Another dangerous practice that made uSocial even more popular is the “followers trade.” On Facebook or Twitter, for a nominal fee, any looser can become a hotshot. uSocial guarantees 100,000 Twitter followers in 365 days for an investment of only $3,479 (normally charged at $4,970)! Oh, the generosity! Heck, you can even get 5000 new friends in your Facebook account in no time, for an investment of only $654.30 – or 10,000 Facebook fans for only $1167.30 – what a bargain! Smaller packages are, of course, available and I am sure there are enough “marketers” falling for such a strategy. Go on, build up a network the easy way – and let us know that you did. We will then know that your name is synonym with “trustworthy.” Or not…

The folks at uSocial are definitely very full of it. Not long ago TechCrunch announced that “Michael Jackson “bought” Twitter followers from uSocial” – and of course uSocial’s Leon Hill expected people to believe it!

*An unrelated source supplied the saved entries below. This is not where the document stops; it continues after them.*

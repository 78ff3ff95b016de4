use std::path::Path;

use chrono::format::{Item, StrftimeItems};
use serde::{Deserialize, Serialize};

#[derive(Debug, thiserror::Error)]
pub enum ConfigError {
    #[error("IO error: {0}")]
    Io(#[from] std::io::Error),
    #[error("TOML parse error: {0}")]
    Parsing(#[from] toml::de::Error),
    #[error("invalid date_format `{0}`")]
    DateFormat(String),
}

#[derive(Deserialize, Serialize, Debug, Clone, Default, PartialEq)]
#[serde(default)]
pub struct Config {
    pub site: SiteConfig,
    pub feed: FeedConfig,
}

impl Config {
    pub fn read<P: AsRef<Path>>(path: P) -> Result<Self, ConfigError> {
        let data = std::fs::read_to_string(path)?;
        Self::parse(&data)
    }

    pub fn parse(data: &str) -> Result<Self, ConfigError> {
        let config: Self = toml::from_str(data)?;
        config.validate()?;
        Ok(config)
    }

    /// Reject values that would only fail once pages are being rendered.
    pub fn validate(&self) -> Result<(), ConfigError> {
        let format = &self.site.date_format;
        if StrftimeItems::new(format).any(|item| matches!(item, Item::Error)) {
            return Err(ConfigError::DateFormat(format.clone()));
        }
        Ok(())
    }
}

/// Everything the templates know about the site itself.
#[derive(Deserialize, Serialize, Debug, Clone, PartialEq)]
#[serde(default)]
pub struct SiteConfig {
    pub name: String,
    pub description: String,
    pub base_url: String,
    /// BCP 47 tag written into `<html lang>` and the feed
    pub language: String,
    pub image_path: Option<String>,
    pub header_title: String,
    pub primer_path: String,
    pub highlight_path: String,
    /// chrono format string used when showing publish dates
    pub date_format: String,
}

impl Default for SiteConfig {
    fn default() -> Self {
        Self {
            name: "caterpillarDev".into(),
            description: "Personal blog.".into(),
            base_url: "https://caterpillardev.github.io".into(),
            language: "en".into(),
            image_path: None,
            header_title: "Helping young and unexperienced developers achieve sustainable \
                competitive advantage and jump over the gap between school system and \
                actual tech world. It covers iOS development topics, design patterns and \
                programming principles. Besides pure development topics, main focus is on \
                secure development and practises as well as software architectures."
                .into(),
            primer_path: "/primer.css".into(),
            highlight_path: "/highlight.css".into(),
            date_format: "%-d %B %Y".into(),
        }
    }
}

impl SiteConfig {
    /// Join a site-relative path onto `base_url`.
    pub fn absolute_url(&self, path: &str) -> String {
        format!(
            "{}/{}",
            self.base_url.trim_end_matches('/'),
            path.trim_start_matches('/')
        )
    }

    /// Asset paths the theme links to and expects to find among the
    /// copied resources.
    pub fn declared_assets(&self) -> Vec<&str> {
        let mut assets = vec![self.primer_path.as_str(), self.highlight_path.as_str()];
        if let Some(image) = &self.image_path {
            assets.push(image.as_str());
        }
        assets
    }
}

#[derive(Deserialize, Serialize, Debug, Clone, PartialEq)]
#[serde(default)]
pub struct FeedConfig {
    pub enabled: bool,
    pub path: String,
    pub max_items: usize,
    pub sitemap: bool,
}

impl FeedConfig {
    /// Site-relative URL of the feed, or `None` when it is not generated.
    pub fn url(&self) -> Option<String> {
        self.enabled
            .then(|| format!("/{}", self.path.trim_start_matches('/')))
    }
}

impl Default for FeedConfig {
    fn default() -> Self {
        Self {
            enabled: true,
            path: "feed.rss".into(),
            max_items: 100,
            sitemap: true,
        }
    }
}
use std::path::PathBuf;

use crate::config::{FeedConfig, SiteConfig};
use crate::dom::Node;
use crate::markdown::render_html;
use crate::site::{Section, SectionEntry, Site};
use crate::template::{HomeContext, ItemContext, SectionContext, TemplateError, TemplateSet};

#[derive(Debug, thiserror::Error)]
#[error("failed to render {target}: {source}")]
pub struct RenderError {
    /// Item id, section id or `home`
    pub target: String,
    #[source]
    pub source: TemplateError,
}

/// Title/description/url of a page, kept next to the tree for feeds and
/// reporting.
#[derive(Debug, Clone, PartialEq, Eq)]
pub struct PageMetadata {
    pub title: String,
    pub description: String,
    pub url: String,
}

#[derive(Debug, Clone, PartialEq, Eq)]
pub struct RenderedPage {
    /// Relative to the output root, e.g. `posts/hello/index.html`
    pub output_path: PathBuf,
    pub document: Node,
    pub metadata: PageMetadata,
}

impl RenderedPage {
    pub fn to_html(&self) -> String {
        self.document.to_html()
    }
}

/// Turns indexed content into rendered pages. Holds no state of its own,
/// so one renderer can be shared across threads.
pub struct PageRenderer<'a> {
    site: &'a SiteConfig,
    templates: &'a dyn TemplateSet,
    feed_url: Option<String>,
}

impl<'a> PageRenderer<'a> {
    pub fn new(site: &'a SiteConfig, templates: &'a dyn TemplateSet) -> Self {
        Self {
            site,
            templates,
            feed_url: None,
        }
    }

    /// Link pages to the feed, if one is being generated.
    pub fn with_feed(mut self, feed: &FeedConfig) -> Self {
        self.feed_url = feed.url();
        self
    }

    pub fn render_item(&self, entry: &SectionEntry<'_>) -> Result<RenderedPage, RenderError> {
        let item = entry.item;
        let content = render_html(&item.raw_body);
        let document = self
            .templates
            .render_item(&ItemContext {
                site: self.site,
                entry,
                content: &content,
                feed_url: self.feed_url.as_deref(),
            })
            .map_err(|source| RenderError {
                target: item.id.clone(),
                source,
            })?;

        Ok(RenderedPage {
            output_path: item.out_path(),
            document,
            metadata: PageMetadata {
                title: item.title.clone(),
                description: item.description.clone(),
                url: item.url(),
            },
        })
    }

    pub fn render_section(&self, section: &Section<'_>) -> Result<RenderedPage, RenderError> {
        let document = self
            .templates
            .render_section(&SectionContext {
                site: self.site,
                section,
                feed_url: self.feed_url.as_deref(),
            })
            .map_err(|source| RenderError {
                target: section.id.to_string(),
                source,
            })?;

        Ok(RenderedPage {
            output_path: section.id.out_path(),
            document,
            metadata: PageMetadata {
                title: section.id.title().to_string(),
                description: self.site.description.clone(),
                url: section.id.url(),
            },
        })
    }

    pub fn render_home(&self, site: &Site<'_>) -> Result<RenderedPage, RenderError> {
        let latest = site.latest_items();
        let document = self
            .templates
            .render_home(&HomeContext {
                site,
                latest: &latest,
                feed_url: self.feed_url.as_deref(),
            })
            .map_err(|source| RenderError {
                target: "home".to_string(),
                source,
            })?;

        Ok(RenderedPage {
            output_path: PathBuf::from("index.html"),
            document,
            metadata: PageMetadata {
                title: self.site.name.clone(),
                description: self.site.description.clone(),
                url: "/".to_string(),
            },
        })
    }
}
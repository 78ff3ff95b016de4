use std::collections::BTreeMap;
use std::fmt;
use std::path::PathBuf;
use std::str::FromStr;

use chrono::NaiveDate;
use serde::{Deserialize, Serialize};

use crate::config::SiteConfig;

/// The sections a post can belong to. Adding a section here is the only
/// way to make the indexer, the renderer and the output layout aware of it.
#[derive(Debug, Clone, Copy, PartialEq, Eq, PartialOrd, Ord, Hash, Serialize, Deserialize)]
#[serde(rename_all = "lowercase")]
pub enum SectionId {
    Posts,
}

impl SectionId {
    pub const ALL: [SectionId; 1] = [SectionId::Posts];

    pub fn as_str(&self) -> &'static str {
        match self {
            SectionId::Posts => "posts",
        }
    }

    /// Human readable name used in navigation and page titles
    pub fn title(&self) -> &'static str {
        match self {
            SectionId::Posts => "Posts",
        }
    }

    pub fn url(&self) -> String {
        format!("/{}/", self.as_str())
    }

    pub fn out_path(&self) -> PathBuf {
        PathBuf::from(self.as_str()).join("index.html")
    }
}

impl fmt::Display for SectionId {
    fn fmt(&self, f: &mut fmt::Formatter<'_>) -> fmt::Result {
        f.write_str(self.as_str())
    }
}

#[derive(Debug, Clone, PartialEq, Eq, thiserror::Error)]
#[error("unknown section `{0}`")]
pub struct UnknownSection(pub String);

impl FromStr for SectionId {
    type Err = UnknownSection;

    fn from_str(s: &str) -> Result<Self, Self::Err> {
        SectionId::ALL
            .into_iter()
            .find(|section| section.as_str().eq_ignore_ascii_case(s.trim()))
            .ok_or_else(|| UnknownSection(s.to_string()))
    }
}

/// A validated post. Items are created once by the validator and never
/// mutated afterwards; sections only borrow them.
#[derive(Debug, Clone, PartialEq, Eq)]
pub struct Item {
    pub id: String,
    pub title: String,
    pub description: String,
    pub raw_body: String,
    pub publish_date: NaiveDate,
    pub section_id: SectionId,
    pub reading_time: String,
    pub source: PathBuf,
}

impl Item {
    pub fn url(&self) -> String {
        format!("/{}/{}/", self.section_id.as_str(), self.id)
    }

    pub fn out_path(&self) -> PathBuf {
        PathBuf::from(self.section_id.as_str())
            .join(&self.id)
            .join("index.html")
    }
}

/// One position in a section's ordering. `previous` is the newer
/// neighbour, `next` the older one.
#[derive(Debug, Clone, Copy)]
pub struct SectionEntry<'a> {
    pub item: &'a Item,
    pub previous: Option<&'a Item>,
    pub next: Option<&'a Item>,
}

#[derive(Debug, Clone)]
pub struct Section<'a> {
    pub id: SectionId,
    pub entries: Vec<SectionEntry<'a>>,
}

impl<'a> Section<'a> {
    pub fn items(&self) -> impl Iterator<Item = &'a Item> + '_ {
        self.entries.iter().map(|entry| entry.item)
    }

    pub fn len(&self) -> usize {
        self.entries.len()
    }

    pub fn is_empty(&self) -> bool {
        self.entries.is_empty()
    }

    pub fn get(&self, id: &str) -> Option<&SectionEntry<'a>> {
        self.entries.iter().find(|entry| entry.item.id == id)
    }
}

/// All sections keyed by id. Every `SectionId` variant is present, even
/// when it holds no items.
pub type Sections<'a> = BTreeMap<SectionId, Section<'a>>;

/// The site being published: configuration plus its indexed content.
pub struct Site<'a> {
    pub config: &'a SiteConfig,
    pub sections: Sections<'a>,
}

impl<'a> Site<'a> {
    pub fn new(config: &'a SiteConfig, sections: Sections<'a>) -> Self {
        Self { config, sections }
    }

    pub fn section(&self, id: SectionId) -> Option<&Section<'a>> {
        self.sections.get(&id)
    }

    /// Every published item, newest first across all sections
    pub fn latest_items(&self) -> Vec<&'a Item> {
        latest_items(&self.sections)
    }
}

pub fn latest_items<'a>(sections: &Sections<'a>) -> Vec<&'a Item> {
    let mut items: Vec<&'a Item> = sections.values().flat_map(|s| s.items()).collect();
    items.sort_by(|a, b| {
        b.publish_date
            .cmp(&a.publish_date)
            .then_with(|| a.id.cmp(&b.id))
    });
    items
}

“I can’t admit that we dealt with Michael Jackson directly, though we were in touch with someone in his family recently who tasked us with conducting a Twitter campaign on an account relating to him,” he said in a statement on TechCrunch. “It was exciting to say the very least to conduct work with such a big name.”

Yeah, sure! Who in a right mind would ever believe that the King of Pop or his family needed help from obscure social network snake oil sellers?! Of course Hill could not admit that he dealt with Michael Jackson directly – the man was already dead when TechCrunch published Hill’s blasphemous statements. Either Hill is psychic or he was simply trying to capitalize on Michael Jackson’s death – both ways we now know how uSocial plans to use its customers’ money to buy front pages at Digg and Twitter followers.

No matter how hard I try, I cannot think of any “pro” using uSocial. Their business model appears to be based on a bunch of lies and empty promises.

uSocial is synonymous with spam and from a PR’s perspective, buying anything from this vendor is a practice worse than buying links or spamming the search engines with irrelevant content.

Buying followers, links or engaging in any questionable social media practices that are potentially harmful to user experience on these sites are things no PR should ever consider. And if your customers suggest such marketing tactics, advise against.